Whores on the Hill Page 9
—Astrid Thornton, 15,
Milwaukee, Wisconsin
HOLY ROLLERS
Everybody knows the chapel is the best makeout spot on campus. So there I was, rolling under the pew with this metalhead from Thomas Aquinas. Everything was going okay, very hush-hush, when I look over and there’s the used condom, lying way over by the kneeler, like a wet gold thing pulled out of the ocean. I mean, it just shot off at some point. Slippery. Watch yourself. That’s all I’m saying.
—Juli Sung, 16,
Milwaukee, Wisconsin
WHY US?
We got pregnant, we got herpes, we got genital warts and cervical cancer and we got lost and came back again. We’re fine, is what I’m saying. We’re A-Okay. Don’t you worry now. We are you. Isn’t that a joke, a gas, a fucking laugh riot? Laugh machine? Listen. We’re your daughters, mister. We’re your girlfriends, we’re your sisters, we’re your precious baby girls. Goddammit, listen.
—Whores on the Hill,
Milwaukee, Wisconsin
TURN YOUR MONEY GREEN
Astrid said, “I want a boy so drunk he can’t even talk.”
It was after Christmas but before New Year’s, that nowhere time when kids are on vacation and have nothing better to do but drink and drive around. We got to the party late. Lost in a tangle of circular, suburban dead cul-de-sacs. Parked in a string of thin pines.
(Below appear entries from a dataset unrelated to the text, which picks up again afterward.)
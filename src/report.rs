//! Ad-hoc reporting over rows already stored in the warehouse.
//!
//! A [`ReportQuery`] combines creator, identifier, and creation-date filters
//! with AND. When several tables are given, each requested creator is looked
//! up in table order and the first table holding matching rows wins.
//! [`summarize`] adds a running `Package` balance and a grand-total row.

use std::{
    collections::{BTreeSet, HashSet},
    str::FromStr,
};

use anyhow::{Context, Result, anyhow, bail, ensure};
use chrono::NaiveDate;
use log::{info, warn};
use rust_decimal::{Decimal, prelude::FromPrimitive};
use serde::Serialize;

use crate::{
    data::{Value, parse_iso_date},
    fields::{CanonicalSchema, Field},
    record::ServiceRecord,
    warehouse::Warehouse,
};

pub const GRAND_TOTAL_LABEL: &str = "Grand Total";

/// Condition on `UserServiceId`, written as `=N`, `>=N`, `<=N`, `>N`, `<N`,
/// a bare `N`, or an inclusive range `N..M`.
#[derive(Debug, Clone, Copy, PartialEq, Eq)]
pub enum IdCondition {
    Eq(i64),
    Ge(i64),
    Le(i64),
    Gt(i64),
    Lt(i64),
    Between(i64, i64),
}

impl IdCondition {
    pub fn matches(&self, id: i64) -> bool {
        match *self {
            IdCondition::Eq(n) => id == n,
            IdCondition::Ge(n) => id >= n,
            IdCondition::Le(n) => id <= n,
            IdCondition::Gt(n) => id > n,
            IdCondition::Lt(n) => id < n,
            IdCondition::Between(low, high) => (low..=high).contains(&id),
        }
    }
}

fn parse_id(value: &str, expr: &str) -> Result<i64> {
    value
        .trim()
        .parse()
        .with_context(|| format!("Invalid UserServiceId '{value}' in condition '{expr}'"))
}

impl FromStr for IdCondition {
    type Err = anyhow::Error;

    fn from_str(expr: &str) -> Result<Self> {
        let trimmed = expr.trim();
        ensure!(!trimmed.is_empty(), "Empty UserServiceId condition");
        if let Some((low, high)) = trimmed.split_once("..") {
            let (low, high) = (parse_id(low, trimmed)?, parse_id(high, trimmed)?);
            ensure!(
                low <= high,
                "Range '{trimmed}' is empty; the lower bound must come first"
            );
            return Ok(IdCondition::Between(low, high));
        }
        for (prefix, build) in [
            (">=", IdCondition::Ge as fn(i64) -> IdCondition),
            ("<=", IdCondition::Le),
            (">", IdCondition::Gt),
            ("<", IdCondition::Lt),
            ("=", IdCondition::Eq),
        ] {
            if let Some(rest) = trimmed.strip_prefix(prefix) {
                return Ok(build(parse_id(rest, trimmed)?));
            }
        }
        Ok(IdCondition::Eq(parse_id(trimmed, trimmed)?))
    }
}

/// Condition on `CreatDate`. Rows with a null date never match.
#[derive(Debug, Clone, Copy, PartialEq, Eq)]
pub enum DateCondition {
    On(NaiveDate),
    Between(NaiveDate, NaiveDate),
}

impl DateCondition {
    pub fn on(value: &str) -> Result<Self> {
        Ok(DateCondition::On(parse_iso_date(value)?))
    }

    /// Parses `YYYY-MM-DD,YYYY-MM-DD` as an inclusive range.
    pub fn between(value: &str) -> Result<Self> {
        let Some((start, end)) = value.split_once(',') else {
            bail!("Date range '{value}' must be written as START,END");
        };
        let (start, end) = (parse_iso_date(start)?, parse_iso_date(end)?);
        ensure!(start <= end, "Date range '{value}' ends before it starts");
        Ok(DateCondition::Between(start, end))
    }

    pub fn matches(&self, date: Option<NaiveDate>) -> bool {
        match (self, date) {
            (_, None) => false,
            (DateCondition::On(day), Some(date)) => date == *day,
            (DateCondition::Between(start, end), Some(date)) => (*start..=*end).contains(&date),
        }
    }
}

#[derive(Debug, Clone, Default, PartialEq, Eq)]
pub struct ReportQuery {
    pub creators: Vec<String>,
    pub id: Option<IdCondition>,
    pub date: Option<DateCondition>,
}

impl ReportQuery {
    pub fn matches(&self, record: &ServiceRecord) -> bool {
        let creator_ok = self.creators.is_empty()
            || record
                .creator
                .as_deref()
                .is_some_and(|creator| self.creators.iter().any(|c| c == creator));
        creator_ok
            && self.id.is_none_or(|cond| cond.matches(record.user_service_id))
            && self.date.is_none_or(|cond| cond.matches(record.creat_date))
    }

    fn for_creator(&self, creator: &str) -> ReportQuery {
        ReportQuery {
            creators: vec![creator.to_string()],
            ..self.clone()
        }
    }
}

/// Which table served a requested creator, if any.
#[derive(Debug, Clone, PartialEq, Eq, Serialize)]
pub struct CreatorSource {
    pub creator: String,
    pub table: Option<String>,
    pub rows: usize,
}

#[derive(Debug, Clone, Default, PartialEq)]
pub struct ReportResult {
    pub rows: Vec<ServiceRecord>,
    pub sources: Vec<CreatorSource>,
}

pub fn run_query<W>(warehouse: &W, tables: &[String], query: &ReportQuery) -> Result<ReportResult>
where
    W: Warehouse + ?Sized,
{
    let Some(first) = tables.first() else {
        bail!("At least one table is required");
    };

    if query.creators.is_empty() {
        let rows = warehouse
            .scan(first)
            .with_context(|| format!("Reading table '{first}'"))?
            .into_iter()
            .filter(|record| query.matches(record))
            .collect();
        return Ok(ReportResult {
            rows,
            sources: Vec::new(),
        });
    }

    let scans = tables
        .iter()
        .map(|table| match warehouse.scan(table) {
            Ok(rows) => Some(rows),
            Err(err) => {
                warn!("Skipping table '{table}': {err}");
                None
            }
        })
        .collect::<Vec<_>>();
    if scans.iter().all(Option::is_none) {
        return Err(anyhow!(
            "None of the tables [{}] could be read",
            tables.join(", ")
        ));
    }

    let mut result = ReportResult::default();
    for creator in query.creators.iter().filter(|c| !c.trim().is_empty()) {
        if result.sources.iter().any(|source| &source.creator == creator) {
            continue;
        }
        let narrowed = query.for_creator(creator);
        let found = tables.iter().zip(&scans).find_map(|(table, rows)| {
            let matched = rows
                .as_ref()?
                .iter()
                .filter(|record| narrowed.matches(record))
                .cloned()
                .collect::<Vec<_>>();
            (!matched.is_empty()).then(|| (table.clone(), matched))
        });
        match found {
            Some((table, rows)) => {
                info!("Creator '{creator}': {} row(s) from '{table}'", rows.len());
                result.sources.push(CreatorSource {
                    creator: creator.clone(),
                    table: Some(table),
                    rows: rows.len(),
                });
                result.rows.extend(rows);
            }
            None => {
                info!("Creator '{creator}' not found in any table");
                result.sources.push(CreatorSource {
                    creator: creator.clone(),
                    table: None,
                    rows: 0,
                });
            }
        }
    }
    Ok(result)
}

/// Distinct non-empty `Creator` values, sorted.
pub fn distinct_creators<W>(warehouse: &W, table: &str) -> Result<Vec<String>>
where
    W: Warehouse + ?Sized,
{
    let creators = warehouse
        .scan(table)
        .with_context(|| format!("Reading table '{table}'"))?
        .into_iter()
        .filter_map(|record| record.creator)
        .filter(|creator| !creator.trim().is_empty())
        .collect::<BTreeSet<_>>();
    Ok(creators.into_iter().collect())
}

#[derive(Debug, Clone, PartialEq)]
pub struct SummaryRow {
    pub record: ServiceRecord,
    pub running_balance: Decimal,
}

#[derive(Debug, Clone, PartialEq)]
pub struct ReportSummary {
    pub rows: Vec<SummaryRow>,
    pub total_package: Decimal,
    pub distinct_users: usize,
}

fn package_amount(record: &ServiceRecord) -> Decimal {
    record
        .package
        .and_then(Decimal::from_f64)
        .unwrap_or_default()
}

/// Orders rows by `CreatDate` (nulls first, then id) and accumulates
/// `Package`. Null amounts count as zero.
pub fn summarize(mut records: Vec<ServiceRecord>) -> ReportSummary {
    records.sort_by_key(|record| (record.creat_date, record.user_service_id));
    let mut balance = Decimal::ZERO;
    let rows = records
        .into_iter()
        .map(|record| {
            balance += package_amount(&record);
            SummaryRow {
                record,
                running_balance: balance,
            }
        })
        .collect::<Vec<_>>();
    let distinct_users = rows
        .iter()
        .filter_map(|row| row.record.username.as_deref())
        .collect::<HashSet<_>>()
        .len();
    ReportSummary {
        rows,
        total_package: balance,
        distinct_users,
    }
}

impl ReportSummary {
    pub fn headers() -> Vec<String> {
        [
            "Username",
            "UserServiceId",
            "Creator",
            "CreatDate",
            "Package",
            "RunningBalance",
            "UsersCount",
        ]
        .into_iter()
        .map(str::to_string)
        .collect()
    }

    /// Detail rows followed by the grand-total row.
    pub fn to_rows(&self) -> Vec<Vec<String>> {
        let cell = |record: &ServiceRecord, field| {
            record
                .value(field)
                .map(|value: Value| value.as_display())
                .unwrap_or_default()
        };
        let mut rows = self
            .rows
            .iter()
            .map(|row| {
                vec![
                    cell(&row.record, Field::Username),
                    cell(&row.record, Field::UserServiceId),
                    cell(&row.record, Field::Creator),
                    cell(&row.record, Field::CreatDate),
                    cell(&row.record, Field::Package),
                    row.running_balance.normalize().to_string(),
                    String::new(),
                ]
            })
            .collect::<Vec<_>>();
        rows.push(vec![
            GRAND_TOTAL_LABEL.to_string(),
            String::new(),
            String::new(),
            String::new(),
            self.total_package.normalize().to_string(),
            String::new(),
            self.distinct_users.to_string(),
        ]);
        rows
    }
}

/// Headers and cells for a plain (non-summary) report.
pub fn detail_rows(records: &[ServiceRecord]) -> (Vec<String>, Vec<Vec<String>>) {
    let layout = CanonicalSchema::standard();
    let rows = records.iter().map(|record| record.to_row(&layout)).collect();
    (layout.column_names(), rows)
}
Astrid wiped her nose on her sleeve. Her black eye was almost gone, the skin just ringed with a greenish-yellow halo. She tilted her head back so the tears wouldn’t fall. Like a nosebleed, some dumb sport injury. It was a new thing for her. The sudden onslaught of tears. They came on her suddenly, silently, and scared the shit out of all three of us.
“You sure you want to do this?” I asked.
“How many times do I have to tell you, Jellybean, I’m fine.” Astrid sighed. “Look. It’s the Amazing Leaking Girl. What’s this water on my face?”
Laughing, she linked arms with Juli and me. We wore short, matching pleather miniskirts and striped sweaters. “Very meow,” Astrid had said in Juli’s bedroom. “Very hot.” Now we pointed our chins at the sky, at the North Star, and headed through the pine needles for the hive of noise coming from the porch where the party spilled out.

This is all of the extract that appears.